Abstract

Low grade gliomas (LGG) include a heterogeneous group of tumors generally diagnosed in younger individuals. Understanding how the clinical and pathologic features should influence our treatment recommendations may differ in older patients (≥60 years) compared to younger individuals. With limited data available at individual institutions, we utilized the National Cancer Data Base (NCDB) to examine the impact of clinical and treatment factors on outcomes. We identified patients in NCDB diagnosed with low-grade glioma from 2004-2013 with age >60 years and known treatment records with associated outcomes. Univariate and multivariate Cox proportional hazard models were used to assess covariates related to overall survival (OS). Overall, 2,993 patients met the inclusion criteria with the diagnosis of low-grade glioma. Median age was 69 years at diagnosis. Sixty-eight% were astrocytoma, 22% were oligodendroglioma, and 10% were mixed with a median tumor size of 4.0 cm. For those with known surgical status, gross total resection was achieved in 29%, subtotal in 27%, and biopsy in 44%. Forty-six% received radiation therapy (RT), 28% received chemotherapy, and 21% received chemoradiotherapy. On multivariable analysis worse OS was significantly associated with older age (HR=1.05, p<0.001), higher Charlson/DeyoScore (HR=1.50, p<0.001), community reporting facility (HR=1.25, p<0.001), earlier year of diagnosis (HR=1.38-1.44, p<0.001), astrocytoma/mixed histology (HR=1.66-2.36, p<0.001), eloquent location (HR=1.14, p=0.036), and those not undergoing resection (HR=1.51, p<0.001) were significantly associated with worse OS on multivariate analysis.
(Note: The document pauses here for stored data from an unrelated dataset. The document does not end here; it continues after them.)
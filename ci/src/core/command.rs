//! Structured description of one external command invocation.
//!
//! Every invocation is an explicit token list plus working directory and
//! environment overlay, never an interpolated shell string, so there is no
//! quoting/splitting hazard and the execution seam can be mocked.

use std::path::PathBuf;

/// One external process invocation. Ephemeral: constructed per stage call.
#[derive(Debug, Clone, PartialEq, Eq)]
pub struct Invocation {
    /// Command tokens; the first token is the program.
    pub tokens: Vec<String>,
    /// Working directory for the child process. Build systems resolve
    /// relative arguments against it, so it must be exact.
    pub cwd: PathBuf,
    /// Environment overlay applied on top of the inherited environment.
    pub env: Vec<(String, String)>,
    /// Echo the command line before execution.
    pub verbose: bool,
}

impl Invocation {
    pub fn new<I, S>(tokens: I, cwd: impl Into<PathBuf>) -> Self
    where
        I: IntoIterator<Item = S>,
        S: Into<String>,
    {
        Self {
            tokens: tokens.into_iter().map(Into::into).collect(),
            cwd: cwd.into(),
            env: Vec::new(),
            verbose: true,
        }
    }

    /// Space-joined command line for echoing and error messages.
    pub fn command_line(&self) -> String {
        self.tokens.join(" ")
    }
}
//! Pipeline configuration stored at `ci.toml` in the project root.

use std::fs;
use std::path::Path;

use anyhow::{Context, Result, anyhow};
use serde::{Deserialize, Serialize};

/// Pipeline configuration (TOML).
///
/// CI environments override dependency sources here (e.g. to point at a
/// mirror) or rename the layout directories; missing fields default to the
/// stock upstream layout, so the file itself is optional.
#[derive(Debug, Clone, Serialize, Deserialize, PartialEq, Eq)]
#[serde(default)]
pub struct PipelineConfig {
    /// Directory under the project root that holds external dependencies.
    pub external_dir: String,

    /// Per-project build-output directory name.
    pub build_dir: String,

    /// Loader repository.
    pub loader: DepSource,

    /// Device-tools repository (mock driver sources and generator).
    pub tools: DepSource,

    /// Test-framework repository, pinned to a release.
    pub test_framework: DepSource,
}

/// Where one external repository is cloned from.
#[derive(Debug, Clone, Serialize, Deserialize, PartialEq, Eq)]
pub struct DepSource {
    pub url: String,
    /// Tag to check out after cloning, when a release is pinned.
    pub tag: Option<String>,
}

impl Default for PipelineConfig {
    fn default() -> Self {
        Self {
            external_dir: "external".to_string(),
            build_dir: "build".to_string(),
            loader: DepSource {
                url: "https://github.com/layerkit/loader.git".to_string(),
                tag: None,
            },
            tools: DepSource {
                url: "https://github.com/layerkit/device-tools.git".to_string(),
                tag: None,
            },
            test_framework: DepSource {
                url: "https://github.com/google/googletest.git".to_string(),
                tag: Some("release-1.8.1".to_string()),
            },
        }
    }
}

impl PipelineConfig {
    pub fn validate(&self) -> Result<()> {
        if self.external_dir.trim().is_empty() {
            return Err(anyhow!("external_dir must be a non-empty directory name"));
        }
        if self.build_dir.trim().is_empty() {
            return Err(anyhow!("build_dir must be a non-empty directory name"));
        }
        for (name, source) in [
            ("loader", &self.loader),
            ("tools", &self.tools),
            ("test_framework", &self.test_framework),
        ] {
            if source.url.trim().is_empty() {
                return Err(anyhow!("{name}.url must be non-empty"));
            }
        }
        Ok(())
    }
}

/// Load config from a TOML file.
///
/// If the file is missing, returns `PipelineConfig::default()`.
pub fn load_config(path: &Path) -> Result<PipelineConfig> {
    if !path.exists() {
        let cfg = PipelineConfig::default();
        cfg.validate()?;
        return Ok(cfg);
    }
    let contents = fs::read_to_string(path).with_context(|| format!("read {}", path.display()))?;
    let cfg: PipelineConfig =
        toml::from_str(&contents).with_context(|| format!("parse {}", path.display()))?;
    cfg.validate()?;
    Ok(cfg)
}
With respect to overall survival, tumor size and chemotherapy were not significant on univariate analysis whereas RT was significant on univariate but not on multivariate analysis. Patients who were treated at an academic center were more likely to undergo surgical resection (49% vs 38%, p<0.001) and more likely to undergo gross total resection (9% vs 6%, p<0.001). The importance of surgery, and where a patient undergoes evaluation/treatment, should not be underestimated in elderly patients. While previous factors to determine treatment strategies such as age, medical comorbidities, surgical resection, histology, and location are significant in older patients, tumor size may not be. Further studies are needed to better define how to optimize treatment outcomes for elderly patients with low-grade gliomas.